IEEE Transactions on Computers | 2017
Arnab Raha; Soubhagya Sutar; Hrishikesh Jayakumar; Vijay Raghunathan
Approximate computing is an emerging design paradigm that leverages the inherent error tolerance present in many applications to improve their power consumption and performance. Due to the forgiving nature of these error-resilient applications, precise input data is not always necessary for them to produce outputs of acceptable quality. This makes the memory subsystem (i.e., the place where data is stored), a suitable component for introducing approximations in return for substantial energy savings. Towards this end, this paper proposes a systematic methodology for constructing a quality configurable approximate DRAM system. Our design is based upon an extensive experimental characterization of memory errors as a function of the DRAM refresh-rate. Leveraging the insights gathered from this characterization, we propose four novel strategies for partitioning the DRAM in a system into a number of quality bins based on the frequency, location, and nature of bit errors in each of the physical pages, while also taking into account the property of variable retention time exhibited by DRAM cells.
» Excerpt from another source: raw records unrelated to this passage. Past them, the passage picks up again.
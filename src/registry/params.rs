//! Declarative parameter table
//!
//! Each recognized request parameter is one row: its name and the rule that
//! turns the raw string into a [`StageSpec`]. Row order is the order stages
//! are stacked, innermost first, so later stages see the output of earlier
//! ones. Adding a stage kind means adding a row.

use std::time::Duration;

use crate::stage::StageSpec;

/// Largest accepted `buffer` size
pub const MAX_BUFFER: usize = 100_000;

/// Largest accepted `precision`
pub const MAX_PRECISION: u32 = 100;

/// One recognized parameter
#[derive(Debug)]
pub struct ParamRule {
    pub name: &'static str,
    pub parse: fn(&str) -> Result<StageSpec, String>,
}

/// Recognized parameters, in stacking order
pub const PARAMETERS: &[ParamRule] = &[
    ParamRule { name: "rate", parse: parse_rate },
    ParamRule { name: "ratelimit", parse: parse_ratelimit },
    ParamRule { name: "scale", parse: parse_scale },
    ParamRule { name: "offset", parse: parse_offset },
    ParamRule { name: "lowedge", parse: parse_lowedge },
    ParamRule { name: "highedge", parse: parse_highedge },
    ParamRule { name: "threshold", parse: parse_threshold },
    ParamRule { name: "name", parse: parse_name },
    ParamRule { name: "units", parse: parse_units },
    ParamRule { name: "precision", parse: parse_precision },
    ParamRule { name: "buffer", parse: parse_buffer },
];

/// Pairs that may not appear together
pub const EXCLUSIVE: &[(&str, &str)] = &[("rate", "ratelimit")];

/// Look up a parameter rule by (lower-case) name
pub fn rule(name: &str) -> Option<&'static ParamRule> {
    PARAMETERS.iter().find(|r| r.name == name)
}

/// Canonical string form of a stage's parameter value
///
/// Used when deriving subscription keys, so `2`, `2.0` and `2e0` all key
/// the same way.
pub fn render(spec: &StageSpec) -> String {
    match spec {
        StageSpec::Passthrough => String::new(),
        StageSpec::Buffer(size) => size.to_string(),
        StageSpec::Rate(period) | StageSpec::RateLimit(period) => {
            format!("{}", period.as_secs_f64())
        }
        StageSpec::LowEdge(v)
        | StageSpec::HighEdge(v)
        | StageSpec::Threshold(v)
        | StageSpec::Scale(v)
        | StageSpec::Offset(v) => format!("{}", v),
        StageSpec::Name(s) | StageSpec::Units(s) => s.clone(),
        StageSpec::Precision(p) => p.to_string(),
    }
}

fn parse_float(raw: &str) -> Result<f64, String> {
    let v: f64 = raw
        .trim()
        .parse()
        .map_err(|_| "expected a number".to_string())?;
    if !v.is_finite() {
        return Err("expected a finite number".into());
    }
    Ok(v)
}

fn parse_interval(raw: &str) -> Result<Duration, String> {
    let secs = parse_float(raw)?;
    if secs <= 0.0 {
        return Err("interval must be greater than zero".into());
    }
    match Duration::try_from_secs_f64(secs) {
        Ok(period) if !period.is_zero() => Ok(period),
        Ok(_) => Err("interval is too small".into()),
        Err(_) => Err("interval is too large".into()),
    }
}

fn parse_rate(raw: &str) -> Result<StageSpec, String> {
    parse_interval(raw).map(StageSpec::Rate)
}

fn parse_ratelimit(raw: &str) -> Result<StageSpec, String> {
    parse_interval(raw).map(StageSpec::RateLimit)
}

fn parse_scale(raw: &str) -> Result<StageSpec, String> {
    parse_float(raw).map(StageSpec::Scale)
}

fn parse_offset(raw: &str) -> Result<StageSpec, String> {
    parse_float(raw).map(StageSpec::Offset)
}

fn parse_lowedge(raw: &str) -> Result<StageSpec, String> {
    parse_float(raw).map(StageSpec::LowEdge)
}

fn parse_highedge(raw: &str) -> Result<StageSpec, String> {
    parse_float(raw).map(StageSpec::HighEdge)
}

fn parse_threshold(raw: &str) -> Result<StageSpec, String> {
    parse_float(raw).map(StageSpec::Threshold)
}

fn parse_name(raw: &str) -> Result<StageSpec, String> {
    Ok(StageSpec::Name(raw.to_string()))
}

fn parse_units(raw: &str) -> Result<StageSpec, String> {
    Ok(StageSpec::Units(raw.to_string()))
}

fn parse_precision(raw: &str) -> Result<StageSpec, String> {
    let digits: u32 = raw
        .trim()
        .parse()
        .map_err(|_| "expected a non-negative integer".to_string())?;
    if digits > MAX_PRECISION {
        return Err(format!("must be at most {}", MAX_PRECISION));
    }
    Ok(StageSpec::Precision(digits))
}

fn parse_buffer(raw: &str) -> Result<StageSpec, String> {
    let size: usize = raw
        .trim()
        .parse()
        .map_err(|_| "expected a positive integer".to_string())?;
    if !(1..=MAX_BUFFER).contains(&size) {
        return Err(format!("must be between 1 and {}", MAX_BUFFER));
    }
    Ok(StageSpec::Buffer(size))
}

#[cfg(test)]
mod tests {
    use super::*;

    fn parse(name: &str, raw: &str) -> Result<StageSpec, String> {
        (rule(name).unwrap().parse)(raw)
    }

    #[test]
    fn test_table_order() {
        let names: Vec<_> = PARAMETERS.iter().map(|r| r.name).collect();
        assert_eq!(
            names,
            vec![
                "rate", "ratelimit", "scale", "offset", "lowedge", "highedge", "threshold",
                "name", "units", "precision", "buffer"
            ]
        );
    }

    #[test]
    fn test_exclusive_pairs_are_known() {
        for (a, b) in EXCLUSIVE {
            assert!(rule(a).is_some());
            assert!(rule(b).is_some());
        }
    }

    #[test]
    fn test_interval_rules() {
        assert_eq!(parse("rate", "0.5"), Ok(StageSpec::Rate(Duration::from_millis(500))));
        assert!(parse("rate", "-1").is_err());
        assert!(parse("rate", "0").is_err());
        assert!(parse("ratelimit", "inf").is_err());
        assert!(parse("ratelimit", "1e-12").is_err());
        assert!(parse("ratelimit", "fast").is_err());
    }

    #[test]
    fn test_buffer_bounds() {
        assert_eq!(parse("buffer", "100000"), Ok(StageSpec::Buffer(100_000)));
        assert!(parse("buffer", "200000").is_err());
        assert!(parse("buffer", "0").is_err());
        assert!(parse("buffer", "2.5").is_err());
    }

    #[test]
    fn test_precision_bounds() {
        assert_eq!(parse("precision", "3"), Ok(StageSpec::Precision(3)));
        assert!(parse("precision", "-1").is_err());
        assert!(parse("precision", "101").is_err());
    }

    #[test]
    fn test_floats_must_be_finite() {
        assert_eq!(parse("scale", "-2.5"), Ok(StageSpec::Scale(-2.5)));
        assert!(parse("offset", "NaN").is_err());
        assert!(parse("threshold", "").is_err());
    }

    #[test]
    fn test_render_is_canonical() {
        assert_eq!(render(&parse("scale", "2.0").unwrap()), "2");
        assert_eq!(render(&parse("scale", "2e0").unwrap()), "2");
        assert_eq!(render(&parse("rate", "0.5").unwrap()), "0.5");
        assert_eq!(render(&parse("name", "Beam Current").unwrap()), "Beam Current");
    }
}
During data allocation, critical data is placed in the highest quality bin (that contains only accurate pages) and approximate data is allocated to bins sorted in descending order of quality, with the refresh rate serving as the quality control knob. We validate our proposed scheme on several error-resilient applications implemented using an Altera Stratix IV GX FPGA based Terasic TR4-230 development board containing a 1GB DDR3 DRAM module. Experimental results demonstrate a significant improvement in the energy-quality trade-off compared to previous work and show a reduction in DRAM refresh power of up to 73 percent on average with minimal loss in output quality.